You recently started StackEdit, a markdown editor web app. How did you come up with the idea?
I started to develop StackEdit six months ago since I couldn’t find a proper way to write posts on my Blogger web site using a simple markup language. I tried to think of a pleasant editor that I could use on different platforms, allowing me to write documents off-line and later I realized that I could do something more generic, interacting with other on-line services like WordPress or GitHub.
Why choose markdown as a lightweight markup language?
The markdown language has become fashionable and is widespread today. As a developer I was already using Markdown on StackOverflow, and I liked the embedded editor they used on their web site. The choice wasn’t that difficult.
Aren’t there enough markdown editors out there already?
StackEdit combines different functionalities like Markdown Extra or MathJax support. It’s also a blogging client and a Google Drive application. Existing editors, even non-free, do not provide all of these features. I could have worked on an existing open source project but I had many ideas that didn’t fit in what I found at the time.
Can you tell us a little bit about your background?
How has the response to StackEdit been so far? Any interesting surprises when it comes to your users?
People usually like StackEdit because it’s polished, easy to use, and powerful (I’m just citing…). The surprise for me is to see many different people, with different languages, ages, professions, using StackEdit for different purposes. Feedback from such a diverse group is really important. I try to satisfy everyone, but one thing I regret is that there are not so many women using it!
A lot of people consider math support too difficult or cumbersome in a lightweight editor. Why did you decide to add math support and how has the experience been for you as a developer?
Supporting math in StackEdit is something that users asked for. I didn’t know about MathJax until a few months ago, however integrating it was something very straight forward and I had a concrete example with the web site math.stackexchange.com. Today, MathJax is a real benefit as it allows StackEdit to be used by new categories of users like teachers and students.

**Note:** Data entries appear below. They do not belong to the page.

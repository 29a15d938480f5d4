use clap::{Parser, Subcommand, ValueEnum};
use color_eyre::eyre::Result;
use std::path::{Path, PathBuf};
use std::{fs::read_to_string, process::ExitCode};

#[derive(Debug, Parser)]
#[clap(name = "printloop", version)]
pub struct CLArgs {
    #[clap(subcommand)]
    pub routine: PrintloopCommand,
}

#[derive(Debug, Subcommand)]
pub enum PrintloopCommand {
    Tokenize {
        path: PathBuf,
        #[clap(long = "format", value_enum, default_value = "basic")]
        format: TokenFormat,
    },
    Parse {
        path: PathBuf,
        #[clap(long = "format", value_enum, default_value = "sexpr")]
        format: TreeFormat,
        #[clap(long = "errors", value_enum, default_value = "pretty")]
        errors: ErrorFormat,
    },
    Run {
        path: PathBuf,
        #[clap(long = "errors", value_enum, default_value = "pretty")]
        errors: ErrorFormat,
    },
}

#[derive(Debug, Clone, ValueEnum)]
pub enum TokenFormat {
    Debug,
    Basic,
    Line,
}

#[derive(Debug, Clone, ValueEnum)]
pub enum TreeFormat {
    Debug,
    #[clap(name = "sexpr")]
    SExpr,
}

#[derive(Debug, Clone, ValueEnum)]
pub enum ErrorFormat {
    Debug,
    Basic,
    Pretty,
}

fn main() -> ExitCode {
    printloop_main().expect("Encountered an error!")
}

/// Tracing output is only wired up when `RUST_LOG` is set, e.g.
/// `RUST_LOG=printloop=trace`.
fn init_tracing() {
    use tracing_subscriber::{fmt, prelude::*, EnvFilter};

    if std::env::var("RUST_LOG").is_ok() {
        tracing_subscriber::registry()
            .with(
                fmt::layer()
                    .with_writer(std::io::stderr)
                    .with_target(true)
                    .with_level(true),
            )
            .with(EnvFilter::from_default_env())
            .init();
    }
}

fn printloop_main() -> Result<ExitCode> {
    color_eyre::install().expect("Can't fail at first call!");
    init_tracing();
    let args = CLArgs::parse();
    let succeeded = match args.routine {
        PrintloopCommand::Tokenize { path, format } => {
            eprintln!("Tokenizing {:?}...", path);
            let src = read_to_string(&path)?;
            tokenize(&src, &format)
        }
        PrintloopCommand::Parse {
            path,
            format,
            errors,
        } => {
            eprintln!("Parsing {:?}...", path);
            let src = read_to_string(&path)?;
            parse(&src, &path, &format, &errors)
        }
        PrintloopCommand::Run { path, errors } => {
            eprintln!("Running {:?}...", path);
            let src = read_to_string(&path)?;
            run(&src, &path, &errors)
        }
    };

    match succeeded {
        true => Ok(ExitCode::SUCCESS),
        false => Ok(ExitCode::from(65)),
    }
}

fn tokenize(src: &str, format: &TokenFormat) -> bool {
    use printloop::lexer::formatter::{
        BasicFormatter, DebugFormatter, LineFormatter, ToFormatter, TokenFormatter,
    };
    use printloop::lexer::Lexer;

    let scanner = Lexer::new(src);
    let formatter: Box<dyn TokenFormatter + '_> = match format {
        TokenFormat::Debug => Box::new(ToFormatter::<DebugFormatter>::create_formatter(&scanner)),
        TokenFormat::Basic => Box::new(ToFormatter::<BasicFormatter>::create_formatter(&scanner)),
        TokenFormat::Line => Box::new(ToFormatter::<LineFormatter>::create_formatter(&scanner)),
    };
    for token in scanner {
        println!("{}", formatter.format(&token));
    }
    println!("{}", formatter.format_eof());
    true
}

fn create_error_formatter<'src>(
    src: &'src str,
    path: &'src Path,
    format: &ErrorFormat,
) -> Box<dyn printloop::parser::formatter::ParserFormatter + 'src> {
    use printloop::parser::formatter::{
        BasicParserFormatter, DebugParserFormatter, PrettyParserFormatter,
    };

    match format {
        ErrorFormat::Debug => Box::new(DebugParserFormatter),
        ErrorFormat::Basic => Box::new(BasicParserFormatter::new(src)),
        ErrorFormat::Pretty => Box::new(PrettyParserFormatter::new(src, path)),
    }
}

fn parse(src: &str, path: &Path, format: &TreeFormat, errors: &ErrorFormat) -> bool {
    use printloop::parser::{
        formatter::{DebugParserFormatter, ParserFormatter, SExpressionFormatter},
        Parser,
    };

    let error_formatter = create_error_formatter(src, path, errors);
    let outcome = Parser::new(src).parse();
    for error in outcome.errors.iter() {
        eprintln!("{}", error_formatter.format_error(error));
    }
    if let Some(ref program) = outcome.program {
        let tree = match format {
            TreeFormat::Debug => DebugParserFormatter.format(program),
            TreeFormat::SExpr => SExpressionFormatter::format_program(program),
        };
        println!("{tree}");
    }
    outcome.is_clean()
}

fn run(src: &str, path: &Path, errors: &ErrorFormat) -> bool {
    use printloop::interpreter::context::StdioContext;
    use printloop::session::Session;

    let error_formatter = create_error_formatter(src, path, errors);
    let outcome = Session::new(src).run(StdioContext);
    for error in outcome.errors.iter() {
        eprintln!("{}", error_formatter.format_error(error));
    }
    outcome.is_clean()
}
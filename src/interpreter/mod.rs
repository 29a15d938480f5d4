pub mod context;
mod tree;

pub use tree::TreeWalkInterpreter;

/// The output sink a program prints to.
pub trait SystemContext {
    fn writeln(&mut self, text: &str);
}
use crate::{
    interpreter::{context::BufferedContext, SystemContext, TreeWalkInterpreter},
    parser::{ParseOutcome, Parser, ParserError},
};

/// One parse-then-interpret run over a single source string.
///
/// Every session owns its own cursor and environment, so independent sessions
/// never observe each other's bindings.
pub struct Session<'src> {
    source: &'src str,
}

#[derive(Debug)]
pub struct SessionOutcome<C> {
    pub context: C,
    pub errors: Vec<ParserError>,
    /// Whether any part of the program was interpreted at all.
    pub executed: bool,
}

impl<C> SessionOutcome<C> {
    pub fn is_clean(&self) -> bool {
        self.errors.is_empty()
    }
}

impl<'src> Session<'src> {
    pub fn new(source: &'src str) -> Self {
        Self { source }
    }

    #[tracing::instrument(level = "debug", skip_all)]
    pub fn run<C: SystemContext>(&self, context: C) -> SessionOutcome<C> {
        let ParseOutcome { program, errors } = Parser::new(self.source).parse();
        match program {
            // A partial tree (for example one missing an `END`) still runs.
            Some(program) => SessionOutcome {
                context: TreeWalkInterpreter::new(context).run(&program),
                errors,
                executed: true,
            },
            None => {
                tracing::debug!("no program to interpret");
                SessionOutcome {
                    context,
                    errors,
                    executed: false,
                }
            }
        }
    }

    pub fn run_buffered(&self) -> SessionOutcome<BufferedContext> {
        self.run(BufferedContext::new())
    }
}
use crate::value::Value;
use compact_str::{CompactString, ToCompactString};

/// Name to value bindings shared by every node of one interpretation session.
///
/// Scoping is dynamic: a loop binds its variable here for the duration of the
/// loop, so loops nested inside it see (and substitute) the outer binding.
///
/// Bindings are kept in the order their names were first bound, which is also
/// the order [`Environment::resolve`] applies them in. Rebinding a name keeps its
/// original position so substitution stays deterministic across iterations.
#[derive(Debug, Clone, Default)]
pub struct Environment {
    bindings: Vec<(CompactString, Value)>,
}

impl Environment {
    pub fn new() -> Self {
        Self::default()
    }

    pub fn bind(&mut self, name: &str, value: Value) {
        match self.bindings.iter_mut().find(|(bound, _)| bound.as_str() == name) {
            Some((_, slot)) => *slot = value,
            None => self.bindings.push((name.to_compact_string(), value)),
        }
    }

    pub fn unbind(&mut self, name: &str) -> Option<Value> {
        let index = self
            .bindings
            .iter()
            .position(|(bound, _)| bound.as_str() == name)?;
        Some(self.bindings.remove(index).1)
    }

    pub fn access(&self, name: &str) -> Option<&Value> {
        self.bindings
            .iter()
            .find_map(|(bound, value)| (bound.as_str() == name).then_some(value))
    }

    pub fn is_empty(&self) -> bool {
        self.bindings.is_empty()
    }

    pub fn len(&self) -> usize {
        self.bindings.len()
    }

    /// Replaces every literal occurrence of each bound name in `text` with the
    /// display form of its value.
    pub fn resolve(&self, text: &str) -> String {
        let mut resolved = text.to_string();
        for (name, value) in self.bindings.iter() {
            if resolved.contains(name.as_str()) {
                resolved = resolved.replace(name.as_str(), &value.to_compact_string());
            }
        }
        resolved
    }
}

Privacy and control over one’s data are a hot topic for many these days. How does a pure web app like StackEdit deal with these issues?
Today’s standards like OAuth2 are very convenient for a web application like StackEdit. They simplify access to users data and are well accepted by the users. Still, there are some concerns that have to be addressed in StackEdit. For instance, some people don’t want to give StackEdit permission to access all their files in Google Drive or Dropbox. That’s a fair discussion.
What are your (near or long) term plans for the future of StackEdit?
Keep on going, as long as users are not fully happy! StackEdit is just surfing the wave of Markdown and web writing. I hope it will continue.
Thank you for the interview! StackEdit is really taking markdown editing to a new level and we hope it has a long future ahead!